In his plenary talk at the American Chemical Society last week, Nobel winner Mari Molina painted a picture of our atmosphere as wafer thin – like the skin of an apple. So it shouldn’t be too surprising, he said, that our activities have changed its composition. Molina shared the Nobel Prize for his work connecting refrigerants, spray can propellants and other pollutants to the depletion of atmospheric ozone and the ozone hole.
Now he’s turned his attention to climate change. Molina pointed out that CO2 is a trace gas, but it has a profound effect. Its absence would turn our planet into an iceball, with global average temperatures falling from about 60 degrees F to less than 0 F.
Now, fossil fuel burning and deforestation have nearly doubled Earth’s atmospheric CO2 from before the industrial revolution. Earth has seen high levels like this in earlier eras during periods of extreme heat.
“We’re not breaking any paradigms here,” he told the audience. “We’re using very basic science.” But the atmosphere is a complex system and we can’t predict exactly what’s going to happen. To illustrate the point, he showed a drawing of two roulette wheels, each one showing a different range of temperature increases. One represented a future with business and usual and showed a higher range of possibilities. The other wheel represented a future in which we curtail global fossil fuel burning and it displayed a more moderate range of possibilities. Either way we have to play roulette, he said, but which wheel would you rather spin?

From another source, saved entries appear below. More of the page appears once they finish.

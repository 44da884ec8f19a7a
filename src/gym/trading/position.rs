use serde::{Deserialize, Serialize};
use strum::{Display, EnumString, IntoStaticStr};

use crate::math::stats::safe_div;

#[derive(
    Debug,
    Clone,
    Copy,
    PartialEq,
    Eq,
    Hash,
    Serialize,
    Deserialize,
    EnumString,
    Display,
    IntoStaticStr,
)]
#[strum(serialize_all = "lowercase")]
pub enum Direction {
    Long,
    Short,
}

impl Direction {
    pub fn as_str(&self) -> &'static str {
        self.into()
    }

    /// `+1.0` for long, `-1.0` for short.
    pub fn sign(&self) -> f64 {
        match self {
            Self::Long => 1.0,
            Self::Short => -1.0,
        }
    }
}

/// An open exposure.
///
/// `size` is a fraction of the initial balance, so the entry notional is
/// `size * initial_balance`. P&L is computed on that notional, which keeps a
/// unit price move worth the same regardless of the instrument's price level.
#[derive(Debug, Clone, Copy, PartialEq, Serialize, Deserialize)]
pub struct Position {
    pub direction: Direction,
    pub size: f64,
    pub entry_price: f64,
    pub entry_step: usize,
    pub entry_fee: f64,
}

impl Position {
    pub fn notional(&self, initial_balance: f64) -> f64 {
        self.size * initial_balance
    }

    /// Notional at `price`, i.e. what closing would be charged fees on.
    pub fn exit_notional(&self, price: f64, initial_balance: f64) -> f64 {
        let notional = self.notional(initial_balance);
        notional * safe_div(price, self.entry_price, 1.0)
    }

    /// Mark-to-market P&L in account currency, before exit fees.
    pub fn unrealized_pnl(&self, price: f64, initial_balance: f64) -> f64 {
        let move_pct = safe_div(price - self.entry_price, self.entry_price, 0.0);
        self.direction.sign() * move_pct * self.notional(initial_balance)
    }

    /// Signed exposure in `[-max_position_size, max_position_size]`.
    pub fn signed_size(&self) -> f64 {
        self.direction.sign() * self.size
    }

    /// `(price - entry) / entry`, independent of direction.
    pub fn relative_entry_offset(&self, price: f64) -> f64 {
        safe_div(price - self.entry_price, self.entry_price, 0.0)
    }
}
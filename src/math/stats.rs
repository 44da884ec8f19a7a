//! Small numeric helpers shared by the environment and reporting code.
//!
//! Every function here is total: empty inputs and zero denominators resolve to
//! a documented fallback instead of `NaN` or `Inf`.

use ordered_float::OrderedFloat;

/// Threshold under which a denominator is treated as zero.
pub const EPS: f64 = 1e-12;

/// Divides `num` by `den`, returning `fallback` when `den` is (close to) zero
/// or the result is not finite.
pub fn safe_div(num: f64, den: f64, fallback: f64) -> f64 {
    if den.abs() <= EPS {
        return fallback;
    }
    let out = num / den;
    if out.is_finite() { out } else { fallback }
}

pub fn mean(values: &[f64]) -> Option<f64> {
    if values.is_empty() {
        return None;
    }
    Some(values.iter().sum::<f64>() / values.len() as f64)
}

/// Population standard deviation.
pub fn std_dev(values: &[f64]) -> Option<f64> {
    let m = mean(values)?;
    let var = values.iter().map(|v| (v - m).powi(2)).sum::<f64>() / values.len() as f64;
    Some(var.sqrt())
}

/// Quantile with linear interpolation between closest ranks.
///
/// Non-finite values are ignored. Returns `None` when no finite values remain.
pub fn quantile(values: &[f64], q: f64) -> Option<f64> {
    let mut sorted: Vec<OrderedFloat<f64>> = values
        .iter()
        .copied()
        .filter(|v| v.is_finite())
        .map(OrderedFloat)
        .collect();
    if sorted.is_empty() {
        return None;
    }
    sorted.sort_unstable();

    let q = q.clamp(0.0, 1.0);
    let rank = q * (sorted.len() - 1) as f64;
    let lo = rank.floor() as usize;
    let hi = rank.ceil() as usize;
    let frac = rank - lo as f64;
    Some(sorted[lo].0 + (sorted[hi].0 - sorted[lo].0) * frac)
}

/// Mean over standard deviation of per-step returns (not annualised).
///
/// Zero variance yields `0.0`: a riskless, returnless series carries no signal.
pub fn sharpe_ratio(returns: &[f64]) -> f64 {
    match (mean(returns), std_dev(returns)) {
        (Some(m), Some(s)) => safe_div(m, s, 0.0),
        _ => 0.0,
    }
}

/// Index of the largest finite value; ties resolve to the lowest index.
pub fn argmax(values: &[f64]) -> usize {
    values
        .iter()
        .enumerate()
        .filter(|(_, v)| v.is_finite())
        .fold(None::<(usize, OrderedFloat<f64>)>, |best, (i, &v)| match best {
            Some((_, b)) if b >= OrderedFloat(v) => best,
            _ => Some((i, OrderedFloat(v))),
        })
        .map(|(i, _)| i)
        .unwrap_or(0)
}

#[cfg(test)]
mod tests {
    use super::*;

    #[test]
    fn safe_div_guards_zero_denominator() {
        assert_eq!(safe_div(1.0, 0.0, 0.5), 0.5);
        assert_eq!(safe_div(1.0, 4.0, 0.5), 0.25);
    }

    #[test]
    fn quantile_interpolates_linearly() {
        let v: Vec<f64> = (1..=5).map(f64::from).collect();
        assert_eq!(quantile(&v, 0.0), Some(1.0));
        assert_eq!(quantile(&v, 1.0), Some(5.0));
        assert_eq!(quantile(&v, 0.5), Some(3.0));
        assert!((quantile(&v, 0.95).unwrap() - 4.8).abs() < 1e-12);
        assert_eq!(quantile(&[f64::NAN], 0.5), None);
    }

    #[test]
    fn sharpe_of_constant_returns_is_zero() {
        assert_eq!(sharpe_ratio(&[0.01, 0.01, 0.01]), 0.0);
        assert_eq!(sharpe_ratio(&[]), 0.0);
    }

    #[test]
    fn argmax_prefers_first_maximum() {
        assert_eq!(argmax(&[1.0, 3.0, 3.0, 2.0]), 1);
        assert_eq!(argmax(&[f64::NAN, -1.0]), 1);
        assert_eq!(argmax(&[]), 0);
    }
}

He also made the point that scientists and journalists may be misleading the public by claiming that individual hurricanes or fires or disease outbreaks are caused by global warming. Such statements are answers to the wrong question. “It’s not whether any given event was caused by climate change but whether such events are increasing in intensity,” he said. There were always floods and fires and heat spells and outbreaks of disease. To see what’s changing you have to take a big picture view.